In many respects the status of slavery in the territories was a non-issue. Whatever initial numerical advantages Southern settlers favorable to legal protections for slavery gained in Kansas would be inevitably wiped away by the rising tide of Northern migrants into the region. Demography was destiny, and the game of numbers favored the North. In territories such as California and Nebraska, the South did not stand a chance. Popular sovereignty would hold sway and these territories would enter the union as free states. As to the status of slavery in those states were it legally existed, abolitionists themselves were divided. William Lloyd Garrison argued for expelling the slaveholding states from the Union, John Brown and his financiers favored purging by blood via a slave insurrection the institution of slavery from all quarters of the Union, more moderate types favored some or another scheme of gradual emancipation. The fundamental crisis of the Union was not the status of slavery, it was arithmetic. For the first time in its young history a political party, the Republicans, representing only one section of the United States was on the brink of dominating the federal government.

True, the slavery issue was heated and gave an opportunity for extremists on both sides of the issue to move their heated rhetoric into the center of public discourse. The racial views of the day compounded the hostilities between North and South. Northerners who declaimed against slavery, except a tiny minority, were absolutely opposed to increasing the numbers of people of African descent in their states. Those “free” African Americans who lived north of the Ohio found themselves under a regime of laws and customs as strict and oppressive as the Jim Crow legislation introduced in the South decades later. Southerners in the antebellum era had few qualms about living with and among African Americans slave or free, if African Americans were in a state of political, economic, and social subordination to Whites. The Dred Scott decision was viewed with horror by nearly everyone in the North because it suggested that slavery was a legally protected institution nationwide and might result in Southerners migrating to the North with their African slaves. Northerners had opposed Thomas Jefferson’s argument for the diffusion of slavery as a means of bringing an end to the institution, but their opposition was based in large part in their bigotry toward people of African descent. Meanwhile, Southerners viewed attacks on slavery as an attempt to undermine what the viewed as a stable social order by potentially releasing African Americans from their subordination. Southerners were also quick to point out what they viewed as the North’s hypocrisy on the related issues of slavery and race, be it the Northern versions of Jim Crow or Northern participation in the lucrative slave trade.

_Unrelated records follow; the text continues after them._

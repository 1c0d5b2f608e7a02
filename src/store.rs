//! Topic store boundary.
//!
//! The builder never talks to a concrete backend; it goes through
//! [`TopicStore`]. [`InMemoryTopicStore`] is a complete implementation kept in
//! memory, used for embedding and tests.

pub mod memory;

use serde::{Deserialize, Serialize};

use crate::error::StoreError;
use crate::topic::{PropertyTag, Tag, Topic, TranslatedTopic};

pub use memory::InMemoryTopicStore;

/// DocBook DTD body used to validate processed topics.
pub const DOCBOOK_DTD_BLOB_ID: i64 = 9;
/// Base `publican.cfg`.
pub const PUBLICAN_CFG_STRING_ID: i64 = 15;
pub const ICON_SVG_STRING_ID: i64 = 5;
/// Placeholder image for unresolvable image references.
pub const FAILPENGUIN_PNG_BLOB_ID: i64 = 6;

pub const JBOSS_SVG_STRING_ID: i64 = 18;
pub const YAHOO_DOM_EVENT_JS_STRING_ID: i64 = 19;
pub const TREEVIEW_MIN_JS_STRING_ID: i64 = 20;
pub const TREEVIEW_CSS_STRING_ID: i64 = 21;
pub const JQUERY_MIN_JS_STRING_ID: i64 = 22;
pub const TREEVIEW_SPRITE_GIF_BLOB_ID: i64 = 23;
pub const TREEVIEW_LOADING_GIF_BLOB_ID: i64 = 24;

/// Text assets added to Skynet-style books, relative to the locale folder.
pub const SKYNET_STRING_ASSETS: &[(i64, &str)] = &[
    (JBOSS_SVG_STRING_ID, "images/jboss.svg"),
    (YAHOO_DOM_EVENT_JS_STRING_ID, "files/yahoo-dom-event.js"),
    (TREEVIEW_MIN_JS_STRING_ID, "files/treeview-min.js"),
    (TREEVIEW_CSS_STRING_ID, "files/treeview.css"),
    (JQUERY_MIN_JS_STRING_ID, "files/jquery.min.js"),
];

/// Binary assets added to Skynet-style books, relative to the locale folder.
pub const SKYNET_BLOB_ASSETS: &[(i64, &str)] = &[
    (TREEVIEW_SPRITE_GIF_BLOB_ID, "files/treeview-sprite.gif"),
    (TREEVIEW_LOADING_GIF_BLOB_ID, "files/treeview-loading.gif"),
];

/// One entry of a batched property update.
#[derive(Debug, Clone, PartialEq, Eq, Serialize, Deserialize)]
pub struct TopicPropertyUpdate {
    pub topic_id: i64,
    pub add: PropertyTag,
    /// Stale properties to drop in the same update
    pub remove: Vec<PropertyTag>,
}

/// Writer details attached to an author tag.
#[derive(Debug, Clone, PartialEq, Eq, Serialize, Deserialize)]
pub struct AuthorInformation {
    pub author_id: i64,
    pub first_name: String,
    pub last_name: String,
    pub email: Option<String>,
    pub organization: Option<String>,
    pub org_division: Option<String>,
}

/// Remote source of topics, translations and build constants.
///
/// Any call may fail with a [`StoreError`]. Only the stable-address pass
/// retries; every other failure aborts the build.
pub trait TopicStore {
    /// Fetch topics by id. Unknown ids are left out of the result.
    fn topics(&self, ids: &[i64]) -> Result<Vec<Topic>, StoreError>;

    /// Fetch the translations of the given source topic ids in `locale`.
    fn translated_topics(
        &self,
        ids: &[i64],
        locale: &str,
    ) -> Result<Vec<TranslatedTopic>, StoreError>;

    /// Ids of topics carrying property `property_id` with exactly `value`.
    fn topics_with_property(&self, property_id: i64, value: &str)
        -> Result<Vec<i64>, StoreError>;

    /// Persist a batch of property changes in one call.
    fn update_topic_properties(&self, updates: &[TopicPropertyUpdate]) -> Result<(), StoreError>;

    fn string_constant(&self, id: i64) -> Result<String, StoreError>;

    fn blob_constant(&self, id: i64) -> Result<Vec<u8>, StoreError>;

    /// Image bytes, or `None` if no image has that id.
    fn image(&self, id: i64) -> Result<Option<Vec<u8>>, StoreError>;

    fn author_information(&self, _author_tag_id: i64) -> Result<Option<AuthorInformation>, StoreError> {
        Ok(None)
    }

    fn tags_by_name(&self, _name: &str) -> Result<Vec<Tag>, StoreError> {
        Ok(Vec::new())
    }
}
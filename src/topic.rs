//! Topics as fetched from the topic store.
//!
//! A book is built either from plain topics or, for localized builds, from
//! translated topics. Both are carried through the pipeline as a
//! [`BuildTopic`], which exposes the capabilities the builder needs without
//! caring which kind it holds.

use serde::{Deserialize, Serialize};

/// Property holding a topic's persisted stable address.
pub const FIXED_URL_PROPERTY_TAG_ID: i64 = 20;
/// Tag properties feeding the bug-report link.
pub const BUG_PRODUCT_PROPERTY_TAG_ID: i64 = 21;
pub const BUG_COMPONENT_PROPERTY_TAG_ID: i64 = 22;
pub const BUG_VERSION_PROPERTY_TAG_ID: i64 = 23;
pub const BUG_KEYWORDS_PROPERTY_TAG_ID: i64 = 24;
pub const BUG_ASSIGNED_TO_PROPERTY_TAG_ID: i64 = 25;

/// Category of tags naming the topic's writers.
pub const WRITER_CATEGORY_ID: i64 = 12;

/// Topic type tags.
pub const TASK_TAG_ID: i64 = 4;
pub const REFERENCE_TAG_ID: i64 = 5;
pub const CONCEPT_TAG_ID: i64 = 6;
pub const CONCEPTUAL_OVERVIEW_TAG_ID: i64 = 7;

#[derive(Debug, Clone, PartialEq, Eq, Serialize, Deserialize)]
pub struct PropertyTag {
    pub id: i64,
    pub value: String,
    /// Whether the store considers the value valid (unique where required)
    #[serde(default = "default_valid")]
    pub valid: bool,
}

fn default_valid() -> bool {
    true
}

impl PropertyTag {
    pub fn new(id: i64, value: impl Into<String>) -> Self {
        Self {
            id,
            value: value.into(),
            valid: true,
        }
    }
}

#[derive(Debug, Clone, PartialEq, Eq, Serialize, Deserialize)]
pub struct Tag {
    pub id: i64,
    pub name: String,
    #[serde(default)]
    pub categories: Vec<i64>,
    #[serde(default)]
    pub properties: Vec<PropertyTag>,
}

impl Tag {
    pub fn new(id: i64, name: impl Into<String>) -> Self {
        Self {
            id,
            name: name.into(),
            categories: Vec::new(),
            properties: Vec::new(),
        }
    }

    pub fn in_category(mut self, category_id: i64) -> Self {
        self.categories.push(category_id);
        self
    }

    pub fn with_property(mut self, property: PropertyTag) -> Self {
        self.properties.push(property);
        self
    }

    pub fn property(&self, id: i64) -> Option<&str> {
        self.properties
            .iter()
            .find(|p| p.id == id)
            .map(|p| p.value.as_str())
    }
}

/// A source-language topic.
#[derive(Debug, Clone, PartialEq, Eq, Serialize, Deserialize)]
pub struct Topic {
    pub id: i64,
    pub revision: i64,
    pub title: String,
    pub xml: String,
    pub locale: String,
    #[serde(default)]
    pub tags: Vec<Tag>,
    #[serde(default)]
    pub properties: Vec<PropertyTag>,
    /// Cached copies of related topics. Copies never carry relationships.
    #[serde(default)]
    pub outgoing: Vec<BuildTopic>,
    #[serde(default)]
    pub incoming: Vec<BuildTopic>,
}

impl Topic {
    pub fn new(id: i64, title: impl Into<String>, xml: impl Into<String>) -> Self {
        Self {
            id,
            revision: 1,
            title: title.into(),
            xml: xml.into(),
            locale: "en-US".to_string(),
            tags: Vec::new(),
            properties: Vec::new(),
            outgoing: Vec::new(),
            incoming: Vec::new(),
        }
    }

    pub fn with_tag(mut self, tag: Tag) -> Self {
        self.tags.push(tag);
        self
    }

    pub fn with_property(mut self, property: PropertyTag) -> Self {
        self.properties.push(property);
        self
    }

    pub fn with_revision(mut self, revision: i64) -> Self {
        self.revision = revision;
        self
    }

    /// Copy without relationships, as held in other topics' relationship lists.
    pub fn shallow(&self) -> Self {
        Self {
            outgoing: Vec::new(),
            incoming: Vec::new(),
            ..self.clone()
        }
    }

    /// Records an outgoing relationship to `other` on `self` and the matching
    /// incoming relationship on `other`.
    pub fn relate_to(&mut self, other: &mut Topic) {
        self.outgoing.push(BuildTopic::Plain(other.shallow()));
        other.incoming.push(BuildTopic::Plain(self.shallow()));
    }
}

/// A topic in a target locale, possibly a synthesized placeholder.
#[derive(Debug, Clone, PartialEq, Eq, Serialize, Deserialize)]
pub struct TranslatedTopic {
    /// Translated payload; `topic.id` is the translation's own id
    pub topic: Topic,
    /// Id of the source topic
    pub topic_id: i64,
    pub topic_revision: i64,
    pub translation_percentage: u8,
    /// Set on placeholders built for topics that have no translation
    #[serde(default)]
    pub dummy: bool,
}

impl TranslatedTopic {
    pub fn shallow(&self) -> Self {
        Self {
            topic: self.topic.shallow(),
            ..self.clone()
        }
    }
}

/// Topic payload as seen by the builder.
#[derive(Debug, Clone, PartialEq, Eq, Serialize, Deserialize)]
#[serde(tag = "kind", rename_all = "lowercase")]
pub enum BuildTopic {
    Plain(Topic),
    Translated(TranslatedTopic),
}

impl BuildTopic {
    pub fn base(&self) -> &Topic {
        match self {
            BuildTopic::Plain(t) => t,
            BuildTopic::Translated(t) => &t.topic,
        }
    }

    pub fn base_mut(&mut self) -> &mut Topic {
        match self {
            BuildTopic::Plain(t) => t,
            BuildTopic::Translated(t) => &mut t.topic,
        }
    }

    /// The entity's own id (negative for translation placeholders).
    pub fn id(&self) -> i64 {
        self.base().id
    }

    /// The source topic id, used for book membership and relationships.
    pub fn topic_id(&self) -> i64 {
        match self {
            BuildTopic::Plain(t) => t.id,
            BuildTopic::Translated(t) => t.topic_id,
        }
    }

    /// The source topic revision.
    pub fn topic_revision(&self) -> i64 {
        match self {
            BuildTopic::Plain(t) => t.revision,
            BuildTopic::Translated(t) => t.topic_revision,
        }
    }

    pub fn title(&self) -> &str {
        &self.base().title
    }

    pub fn xml(&self) -> &str {
        &self.base().xml
    }

    pub fn locale(&self) -> &str {
        &self.base().locale
    }

    pub fn tags(&self) -> &[Tag] {
        &self.base().tags
    }

    pub fn properties(&self) -> &[PropertyTag] {
        &self.base().properties
    }

    pub fn outgoing(&self) -> &[BuildTopic] {
        &self.base().outgoing
    }

    pub fn incoming(&self) -> &[BuildTopic] {
        &self.base().incoming
    }

    pub fn is_translated(&self) -> bool {
        matches!(self, BuildTopic::Translated(_))
    }

    pub fn is_dummy(&self) -> bool {
        match self {
            BuildTopic::Plain(_) => false,
            BuildTopic::Translated(t) => t.dummy,
        }
    }

    pub fn is_incomplete(&self) -> bool {
        match self {
            BuildTopic::Plain(_) => false,
            BuildTopic::Translated(t) => t.translation_percentage < 100,
        }
    }

    pub fn has_tag(&self, tag_id: i64) -> bool {
        self.tags().iter().any(|t| t.id == tag_id)
    }

    pub fn tag_names(&self) -> String {
        self.tags()
            .iter()
            .map(|t| t.name.as_str())
            .collect::<Vec<_>>()
            .join(", ")
    }

    /// First value of a tag property across the topic's tags.
    pub fn tag_property(&self, property_id: i64) -> Option<&str> {
        self.tags().iter().find_map(|t| t.property(property_id))
    }

    /// The currently valid stable address, if one has been assigned.
    pub fn fixed_url(&self) -> Option<&str> {
        self.properties()
            .iter()
            .find(|p| p.id == FIXED_URL_PROPERTY_TAG_ID && p.valid && !p.value.is_empty())
            .map(|p| p.value.as_str())
    }

    /// Identifier-based link target.
    pub fn xref_id(&self) -> String {
        format!("TopicID{}", self.topic_id())
    }

    /// Anchor of this topic's entry in the errors chapter.
    pub fn error_xref_id(&self) -> String {
        format!("TopicErrorID{}", self.topic_id())
    }

    /// Link target without duplicate suffix.
    pub fn link_id(&self, use_fixed_urls: bool) -> String {
        match self.fixed_url() {
            Some(url) if use_fixed_urls => url.to_string(),
            _ => self.xref_id(),
        }
    }

    pub fn shallow(&self) -> Self {
        match self {
            BuildTopic::Plain(t) => BuildTopic::Plain(t.shallow()),
            BuildTopic::Translated(t) => BuildTopic::Translated(t.shallow()),
        }
    }

    /// Whether `topic_id` appears among the outgoing relationships.
    pub fn is_related_to(&self, topic_id: i64) -> bool {
        self.outgoing().iter().any(|t| t.topic_id() == topic_id)
    }

    pub fn related_topic(&self, topic_id: i64) -> Option<&BuildTopic> {
        self.outgoing().iter().find(|t| t.topic_id() == topic_id)
    }
}
//! Build options.

use std::collections::BTreeMap;
use std::fmt;
use std::path::Path;

use anyhow::Context;
use chrono::{DateTime, Utc};
use serde::{Deserialize, Serialize};

use crate::address::{DEFAULT_MAX_NAME_ATTEMPTS, DEFAULT_MAX_RETRIES};
use crate::error::BuildError;
use crate::topic::BuildTopic;

/// How a party (the caller or the content spec) wants injection handled.
#[derive(Debug, Clone, Copy, Default, PartialEq, Eq, Serialize, Deserialize)]
#[serde(rename_all = "lowercase")]
pub enum InjectionMode {
    /// No preference
    #[default]
    None,
    Off,
    On,
    /// Only topics of the listed types are processed
    Strict,
}

impl fmt::Display for InjectionMode {
    fn fmt(&self, f: &mut fmt::Formatter<'_>) -> fmt::Result {
        match self {
            InjectionMode::None => write!(f, "none"),
            InjectionMode::Off => write!(f, "off"),
            InjectionMode::On => write!(f, "on"),
            InjectionMode::Strict => write!(f, "strict"),
        }
    }
}

/// Resolved injection policy for one build.
#[derive(Debug, Clone, Default, PartialEq, Eq, Serialize, Deserialize)]
pub struct InjectionOptions {
    pub client: InjectionMode,
    pub content_spec: InjectionMode,
    /// Topic type tag names injection is restricted to in strict mode
    pub strict_topic_types: Vec<String>,
}

impl InjectionOptions {
    /// Combines the caller's options with the content spec's own policy.
    pub fn resolve(options: &BuildingOptions, spec_mode: InjectionMode, spec_types: &[String]) -> Self {
        let client = match options.injection {
            Some(false) => InjectionMode::Off,
            Some(true) | None if !options.injection_types.is_empty() => InjectionMode::Strict,
            Some(true) => InjectionMode::On,
            None => InjectionMode::None,
        };

        let mut strict_topic_types = options.injection_types.clone();
        for kind in spec_types {
            if !strict_topic_types.iter().any(|t| t.eq_ignore_ascii_case(kind)) {
                strict_topic_types.push(kind.clone());
            }
        }

        Self {
            client,
            content_spec: spec_mode,
            strict_topic_types,
        }
    }

    pub fn is_injection_allowed(&self) -> bool {
        match self.client {
            InjectionMode::Off => false,
            InjectionMode::On | InjectionMode::Strict => true,
            InjectionMode::None => self.content_spec != InjectionMode::Off,
        }
    }

    fn is_strict(&self) -> bool {
        self.client == InjectionMode::Strict
            || (self.client == InjectionMode::None && self.content_spec == InjectionMode::Strict)
    }

    /// Whether injection markers in `topic` should be processed.
    pub fn is_injection_allowed_for(&self, topic: &BuildTopic) -> bool {
        if !self.is_injection_allowed() {
            return false;
        }
        if !self.is_strict() {
            return true;
        }
        topic.tags().iter().any(|tag| {
            self.strict_topic_types
                .iter()
                .any(|kind| kind.eq_ignore_ascii_case(&tag.name))
        })
    }
}

/// Options controlling a single book build.
#[derive(Debug, Clone, PartialEq, Serialize, Deserialize)]
#[serde(default)]
pub struct BuildingOptions {
    /// Downgrade unresolved injection references to warnings
    pub ignore_missing_injections: bool,
    pub suppress_errors_page: bool,
    pub suppress_content_spec_page: bool,
    pub insert_bugzilla_links: bool,
    pub bugzilla_url: String,
    /// `Some(false)` turns injection off, `Some(true)` forces it on
    pub injection: Option<bool>,
    pub injection_types: Vec<String>,
    /// Values substituted into the book metadata templates
    pub overrides: BTreeMap<String, String>,
    pub publican_show_remarks: bool,
    pub cvs_pkg: Option<String>,
    pub build_name: Option<String>,
    /// Fixed build date; the current time when unset
    pub build_date: Option<DateTime<Utc>>,
    pub default_locale: String,
    pub fixed_url_retries: usize,
    pub fixed_url_name_attempts: usize,
}

impl Default for BuildingOptions {
    fn default() -> Self {
        Self {
            ignore_missing_injections: false,
            suppress_errors_page: false,
            suppress_content_spec_page: false,
            insert_bugzilla_links: true,
            bugzilla_url: "https://bugzilla.redhat.com/".to_string(),
            injection: None,
            injection_types: Vec::new(),
            overrides: BTreeMap::new(),
            publican_show_remarks: false,
            cvs_pkg: None,
            build_name: None,
            build_date: None,
            default_locale: "en-US".to_string(),
            fixed_url_retries: DEFAULT_MAX_RETRIES,
            fixed_url_name_attempts: DEFAULT_MAX_NAME_ATTEMPTS,
        }
    }
}

impl BuildingOptions {
    pub fn new() -> Self {
        Self::default()
    }

    pub fn from_toml_str(content: &str) -> Result<Self, BuildError> {
        let options: Self =
            toml::from_str(content).map_err(|e| BuildError::Config(e.to_string()))?;
        options.validate()?;
        Ok(options)
    }

    /// Loads options from a TOML file.
    pub fn load(path: &Path) -> anyhow::Result<Self> {
        let content = std::fs::read_to_string(path)
            .with_context(|| format!("Failed to read build options: {}", path.display()))?;
        Self::from_toml_str(&content)
            .with_context(|| format!("Failed to parse build options: {}", path.display()))
    }

    pub fn validate(&self) -> Result<(), BuildError> {
        if self.default_locale.trim().is_empty() {
            return Err(BuildError::Config("default_locale must not be empty".to_string()));
        }
        if self.fixed_url_retries == 0 {
            return Err(BuildError::Config(
                "fixed_url_retries must be at least 1".to_string(),
            ));
        }
        if self.fixed_url_name_attempts == 0 {
            return Err(BuildError::Config(
                "fixed_url_name_attempts must be at least 1".to_string(),
            ));
        }
        Ok(())
    }
}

The election of 1860 and the actions and policies of Mr. Lincoln called into question the legitimacy of the federal government for many Southerners. It brought to life the warnings of John Randolph of Roanoke and John C. Calhoun, the South would be governed by the North, Southern interests, and not just slavery, were put into the hazard. For Calhoun, one of the dangers to the federal republic’s integrity was the rejection of the principle that the union’s benefits and burdens were to be shared equally by the states. The Republican Party’s motto might as well have been that of every other conqueror in history, “Woe to the conquered, spoils to the victor.” The Republican Party had no intention of resisting the temptation of indulging their libido dominandi, and with John C. Calhoun, Daniel Webster, and Henry Clay removed from the scene after 1850, compromise was impossible. This being the case, Southern states concluded, one by one and often for somewhat different reasons, that the federal government lacked legitimacy. The resort to military force upon the part of the federal government only confirmed their suspicions.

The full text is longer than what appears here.